A dona de casa Cleide dos Santos, também moradora do povoado, diz que apesar de não saber de casos, teme que seja vítima de violência sexual. “Às vezes tenho que andar para tentar pegar um transporte para ir à cidade e muitas vezes encontro com alguns homens na estrada que ficam encarando de forma suspeita, fico com medo e sempre evito ficar sozinha”, alerta.
O esposo de Gleide afirma que tem redobrado os cuidados com a segurança com medo de assaltos. “Nunca pode sair de casa os dois porque se sair a gente sabe que quando voltar não vai encontrar nada na casa. Os bandidos aqui agem livremente e eles sabem que, como o povoado é isolado, a gente pode chamar a polícia que vai demorar bastante para chegar”, observa Daniel dos Santos.

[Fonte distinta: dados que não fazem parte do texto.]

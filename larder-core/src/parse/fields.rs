//! Marker-based field extraction from free-form model replies.
//!
//! A field starts at `LABEL:` where the label is matched case-sensitively and
//! must not be the tail of a longer identifier (`CLEANED_INGREDIENTS:` does not
//! count as `INGREDIENTS:`). The first occurrence of a label wins. A block
//! value runs until the next occurrence of any label in the same
//! [`MarkerSet`], or end of text.

use std::sync::LazyLock;

use regex::Regex;

// `*` needs trailing space so `**bold**` lines stay continuations.
static HYPHEN_BULLET: LazyLock<Regex> = LazyLock::new(|| {
    Regex::new(r"^(?:[-•]\s*|\*\s+)").expect("Invalid hyphen bullet regex")
});

static NUMBERED_STEP: LazyLock<Regex> =
    LazyLock::new(|| Regex::new(r"^\d+[.)]\s*").expect("Invalid numbered step regex"));

/// How items in a line-based list are introduced.
#[derive(Debug, Clone, Copy, PartialEq, Eq)]
pub enum Bullet {
    /// `- item` or `* item`, used for ingredient-like fields
    Hyphen,
    /// `1. step`, used for instruction-like fields
    Numbered,
}

impl Bullet {
    fn pattern(self) -> &'static Regex {
        match self {
            Bullet::Hyphen => &HYPHEN_BULLET,
            Bullet::Numbered => &NUMBERED_STEP,
        }
    }

    /// If `line` opens a new item, return the item text after the bullet.
    fn strip<'a>(self, line: &'a str) -> Option<&'a str> {
        self.pattern().find(line).map(|m| line[m.end()..].trim())
    }
}

#[derive(Debug)]
struct Marker {
    label: &'static str,
    pattern: Regex,
}

/// The labels one reply format recognizes.
#[derive(Debug)]
pub struct MarkerSet {
    markers: Vec<Marker>,
}

impl MarkerSet {
    /// Build a marker set from static labels.
    pub fn new(labels: &[&'static str]) -> Self {
        let markers = labels
            .iter()
            .map(|&label| Marker {
                label,
                pattern: Regex::new(&format!(
                    r"(?:^|[^A-Za-z0-9_])({}):",
                    regex::escape(label)
                ))
                .expect("Invalid marker regex"),
            })
            .collect();
        Self { markers }
    }

    /// Find every marker occurrence in `text`.
    pub fn locate<'t>(&self, text: &'t str) -> Located<'t> {
        let mut hits: Vec<Hit> = self
            .markers
            .iter()
            .flat_map(|marker| {
                marker.pattern.captures_iter(text).filter_map(move |caps| {
                    let label = caps.get(1)?;
                    Some(Hit {
                        label: marker.label,
                        start: label.start(),
                        value_start: label.end() + 1,
                    })
                })
            })
            .collect();
        hits.sort_by_key(|h| h.start);
        Located { text, hits }
    }
}

#[derive(Debug, Clone, Copy)]
struct Hit {
    label: &'static str,
    start: usize,
    value_start: usize,
}

/// Marker positions within one reply.
#[derive(Debug)]
pub struct Located<'t> {
    text: &'t str,
    hits: Vec<Hit>,
}

impl<'t> Located<'t> {
    fn first(&self, label: &str) -> Option<Hit> {
        self.hits.iter().copied().find(|h| h.label == label)
    }

    /// Whether `label` appears at all.
    pub fn has(&self, label: &str) -> bool {
        self.first(label).is_some()
    }

    /// Text between `label:` and the next recognized marker (or end of text),
    /// trimmed. `None` if the label is absent.
    pub fn block(&self, label: &str) -> Option<&'t str> {
        let hit = self.first(label)?;
        let end = self
            .hits
            .iter()
            .find(|h| h.start >= hit.value_start)
            .map(|h| h.start)
            .unwrap_or(self.text.len());
        Some(clean(&self.text[hit.value_start..end]))
    }

    /// Rest of the marker's line. When that is blank, the first non-blank line
    /// of the block instead. `None` if the label is absent or nothing follows it.
    pub fn scalar(&self, label: &str) -> Option<String> {
        let hit = self.first(label)?;
        let rest = &self.text[hit.value_start..];
        let line = clean(rest.lines().next().unwrap_or(""));
        if !line.is_empty() {
            return Some(line.to_string());
        }

        self.block(label)?
            .lines()
            .map(clean)
            .find(|l| !l.is_empty())
            .map(str::to_string)
    }
}

/// Trim whitespace, markdown emphasis and heading marks around a captured value.
fn clean(value: &str) -> &str {
    value.trim_matches(|c: char| c == '*' || c == '#' || c.is_whitespace())
}

/// Parse `[a, 'b', "c"]` into its items. `None` if `value` is not bracketed.
pub fn bracketed_list(value: &str) -> Option<Vec<String>> {
    let value = value.trim();
    let inner = value.strip_prefix('[')?.strip_suffix(']')?;
    Some(
        inner
            .split(',')
            .map(|piece| strip_quotes(piece.trim()).trim())
            .filter(|piece| !piece.is_empty())
            .map(str::to_string)
            .collect(),
    )
}

/// Remove one layer of matching single or double quotes.
fn strip_quotes(piece: &str) -> &str {
    for quote in ['"', '\''] {
        if piece.len() >= 2 && piece.starts_with(quote) && piece.ends_with(quote) {
            return &piece[1..piece.len() - 1];
        }
    }
    piece
}

/// Group non-blank lines into items. A line matching `bullet` opens a new
/// item; any other line is appended to the item under construction.
pub fn bulleted_items(value: &str, bullet: Bullet) -> Vec<String> {
    let mut items = Vec::new();
    let mut current = String::new();

    for line in value.lines().map(str::trim).filter(|l| !l.is_empty()) {
        match bullet.strip(line) {
            Some(text) => {
                if !current.is_empty() {
                    items.push(std::mem::take(&mut current));
                }
                current.push_str(text);
            }
            None => {
                if !current.is_empty() {
                    current.push(' ');
                }
                current.push_str(line);
            }
        }
    }

    if !current.is_empty() {
        items.push(current);
    }
    items
}

/// A bracketed literal filling the value, or failing that its first line.
///
/// Models often follow `[a, b]` with a sign-off on the next line.
fn leading_bracketed_list(value: &str) -> Option<Vec<String>> {
    bracketed_list(value).or_else(|| {
        value
            .lines()
            .map(str::trim)
            .find(|l| !l.is_empty())
            .and_then(bracketed_list)
    })
}

/// A list written either as a bracketed literal or as bulleted lines.
pub fn itemized_list(value: &str, bullet: Bullet) -> Vec<String> {
    leading_bracketed_list(value).unwrap_or_else(|| bulleted_items(value, bullet))
}

/// A list written as a bracketed literal, hyphen bullets, or a bare
/// comma-separated line.
pub fn delimited_list(value: &str) -> Vec<String> {
    if let Some(items) = leading_bracketed_list(value) {
        return items;
    }

    let first_line = value.lines().map(str::trim).find(|l| !l.is_empty());
    if first_line.is_some_and(|l| Bullet::Hyphen.strip(l).is_some()) {
        return bulleted_items(value, Bullet::Hyphen);
    }

    value
        .split([',', '\n'])
        .map(|piece| strip_quotes(piece.trim()).trim())
        .filter(|piece| !piece.is_empty())
        .map(str::to_string)
        .collect()
}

O aumento do tráfico de drogas no sertão é confirmado pelo comandante responsável pelo Pelotão Especial de Policiamento em Área de Caatinga (PEPAC), Tenente Oliveira. “Desde a criação do batalhão em setembro de 2008 temos realizado várias prisões e apreensões de entorpecentes principalmente na área correspondente ao alto sertão sergipano. Somente no ano passado apreendemos cerca de 27 armas, mais de 80 cabeças de gado e cumprimos mandados de busca e apreensão”, diz o tenente.
O delegado Clever Farias, disse que no ano passado realizou uma das maiores apreensões de maconha da região. “Apreendemos mais de três quilos de maconha em Canindé do São Francisco. Isso mostra que o tráfico está crescendo bastante. Para realizar o policiamento ostensivo, o batalhão conta com apenas 28 policiais, observa o delegado.
O tenente Oliveira destaca que a divisa entre Bahia e Alagoas proporciona um maior fluxo de traficantes de drogas no sertão sergipano. “Canindé, Poço Redondo e Porto da Folha são as localidades mais afetadas pelo tráfico por conta da divisa entre Bahia e Alagoas. Sabemos que muitos aproveitam o Rio São Francisco para transportar drogas e isso dificulta o trabalho do batalhão que realiza diligências em uma grande faixa do território”, salienta Oliveira, ressaltando que é preciso a aquisição de um barco para realizar o trabalho.
Dificuldades - O efetivo de apenas 28 policiais é uma das principais dificuldades para conter o avanço das quadrilhas no sertão. “Trabalhamos com 28 policiais no batalhão de caatinga, quando seria necessário atuar com 56 homens de forma permanente. Mas apesar do efetivo reduzido estamos realizando um ótimo trabalho nas regiões, combatendo o roubo de gado e o tráfico de drogas”, completa o Tenente Oliveira".
Diante de tais fatos, que são exemplos mínimos do absurdo da violência que vem tomando conta de Poço Redondo, necessariamente que surgem algumas indagações: O que motiva a prática de tanta violência? Por que um município pacato se mostra desenvolvido demais quando se trata de violência? Até onde vamos chegar com tanta violência?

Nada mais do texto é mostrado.